Bad Mergentheim

Ortsverein Bad Mergentheim hilft Risikogruppen Kontaktaufnahme mit Gerd Drescher unter Telefon 0 171 / 3 54 79 45

DRK bietet Einkaufsservice für Menschen in Not

Das DRK hilft Menschen in Not: Wer älter ist oder zu einer Risikogruppe für Covid-19 gehört, kann den Einkaufsservice des Ortsvereins in Anspruch nehmen.

Bad Mergentheim. Das Deutsche Rote Kreuz (DRK), Ortsverein Bad Mergentheim, organisiert auf Initiative des Arbeitskreises „Soziale Betreuung/Unterkunft und Verpflegung“ unter Leitung von Gerd Drescher und dem Leitungsteam des Jugendrotkreuzes Bad Mergentheim (JRK) einen Einkaufsservice für Menschen, die zu den Risikogruppen einer Erkrankung mit dem Coronavirus gehören.

Risiko steigt mit Alter

Nach Angaben des Robert-Koch-Instituts (RKI) steigt das Risiko einer schweren Coronaerkrankung ab 50 bis 60 Jahren stetig an, dies gilt ebenso für Menschen mit einer Immunschwäche – sei sie durch eine Krankheit bedingt, eine therapeutische Immunsuppression, die Einnahme von Medikamenten wie Cortison oder durch eine Organtransplantation. Bei einem geschwächten Immunsystem verlaufen viele Erkrankungen oftmals schwerer als üblich.
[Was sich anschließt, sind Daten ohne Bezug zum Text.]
mod common;

use aero_d3d9_shader::{CompileOptions, ShaderStage, TextureType};
use common::*;

fn defaults() -> CompileOptions {
    CompileOptions::default()
}

#[test]
fn vs20_transform_and_texcoord_passthrough() {
    // vs_2_0:
    //   dcl_position v0
    //   dcl_texcoord v1
    //   m4x4 oPos, v0, c0
    //   mov oT0, v1
    let tokens = [
        version_token(ShaderStage::Vertex, 2, 0),
        opcode_token(31, 2),
        dcl_usage(0, 0),
        dst_token(INPUT, 0, 0xF),
        opcode_token(31, 2),
        dcl_usage(5, 0),
        dst_token(INPUT, 1, 0xF),
        opcode_token(20, 3),
        dst_token(RASTOUT, 0, 0xF),
        src_token(INPUT, 0, IDENTITY, 0),
        src_token(CONST, 0, IDENTITY, 0),
        opcode_token(1, 2),
        dst_token(TEXCRDOUT, 0, 0xF),
        src_token(INPUT, 1, IDENTITY, 0),
        END,
    ];
    let result = compile_valid(&tokens, &defaults());
    let wgsl = &result.source;

    assert!(wgsl.contains("@vertex"), "{wgsl}");
    assert!(wgsl.contains("@location(1) v1: vec4<f32>"), "{wgsl}");
    assert!(wgsl.contains("@location(4) texcoord0: vec4<f32>"), "{wgsl}");
    assert!(
        wgsl.contains("var<uniform> vs_c: array<vec4<f32>, 4>;"),
        "{wgsl}"
    );
    assert!(
        wgsl.contains("vs_oPos = vec4<f32>(dot(vs_v0, vs_c[0]), dot(vs_v0, vs_c[1]), dot(vs_v0, vs_c[2]), dot(vs_v0, vs_c[3]));"),
        "{wgsl}"
    );
    assert!(wgsl.contains("out.position = vs_oPos;"), "{wgsl}");
    assert!(wgsl.contains("out.texcoord0 = vs_oT0;"), "{wgsl}");
}

#[test]
fn vs11_without_position_write_still_outputs_a_position() {
    // vs_1_1:
    //   dcl_color v0
    //   mov oD0, v0
    let tokens = [
        version_token(ShaderStage::Vertex, 1, 1),
        opcode_token(31, 2),
        dcl_usage(10, 0),
        dst_token(INPUT, 0, 0xF),
        opcode_token(1, 2),
        dst_token(ATTROUT, 0, 0xF),
        src_token(INPUT, 0, IDENTITY, 0),
        END,
    ];
    let result = compile_valid(&tokens, &defaults());
    let wgsl = &result.source;

    assert!(wgsl.contains("out.position = vs_oPos;"), "{wgsl}");
    assert!(wgsl.contains("@location(0) color0: vec4<f32>"), "{wgsl}");
}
Auch Personen mit Diabetes, Problemen des Herz-Kreislaufsystems (etwa koronare Herzerkrankung und Bluthochdruck), der Lunge (beispielsweise Asthma, chronische Bronchitis), Personen mit chronischer Lebererkrankung und Krebserkrankte gehören nach Mitteilung des RKI zur Risikogruppe. Für Schwangere besteht dagegen kein erhöhtes Risiko.

Wohnung nicht verlassen

Personen, die zu dieser Risikogruppe gehören, sollten daher auch ihre Wohnung nicht zum Einkaufen verlassen. Menschen, die keine familiäre oder sonstige Unterstützung haben, sind somit angesprochen.

Es geht um die Menschlichkeit, sagen die Organisatoren des Arbeitskreises und des JRKs.

In Summe habe man aktuell 20 freiwillige Helfer des DRK-Ortsvereins Bad Mergentheim, die in Bad Mergentheim, Edelfingen, Löffelstelzen und Neunkirchen helfen wollen. Die Annahme der Bestellungen übernehmen Maggie Ries von Montag bis Freitag von 8 Uhr bis 10 Uhr unter Telefon 07931 / 43156 und Birgit Stöhr unter Telefon 07931 / 41482 zwischen 10 und 12 Uhr. Gedacht ist der Service ausdrücklich für die zuvor genannten Personengruppen, zur Versorgung mit Lebensmitteln und Waren des täglichen Bedarfs.

Auch Apothekenbesuche für Medikamente werden mit angeboten. Die Ausfahrten der Bestellungen erfolgen entweder am gleichen Tag oder an den zwei darauf folgenden Tagen. Dringende Medikamente werden bevorzugt besorgt.

Der Arbeitskreis des DRK-Ortsvereins will schnell und effektiv handeln. So hat er bereits in der vergangenen Woche eine Planung auf die Beine gestellt und die entsprechenden Vorbereitungen getroffen.

Fragebogen für Helfer

Alle Helfer haben einen Covid-19-Fragebogen für potenzielle Einsatzkräfte auf Grundlage der Empfehlung des Robert-Koch-Instituts ausgefüllt. Auch die Ehrenamtlichen dürfen keine Symptome einer Covid-19-Erkrankung zeigen. Es wurde etwa abgefragt, ob grippeähnliche Symptome vorliegen, oder ob die Helfer innerhalb der letzten vier Wochen in einem Risikogebiet waren beziehungsweise diese Kontakt zu einer Person hatten, die sich in einem Risikogebiet aufgehalten hat.

Auch wurde im diesem Zusammenhang abgefragt, ob im unmittelbaren Umfeld grippeähnliche Symptome in den letzten vier Wochen aufgetreten sind.

„Den Schutz gewährleisten“

Gerd Drescher sagt hierzu: „Der Schutz der ehrenamtlichen und der besuchten Personen muss gewährleistet sein.“

Alle Helfer haben einen entsprechenden Ausweis des DRK-Ortsvereins Bad Mergentheim. Die Einkäufe und Besorgungen werden vor der jeweiligen Wohnungs- beziehungsweise Haustür abgestellt. Die Ehrenamtlichen betreten den Wohnraum nicht.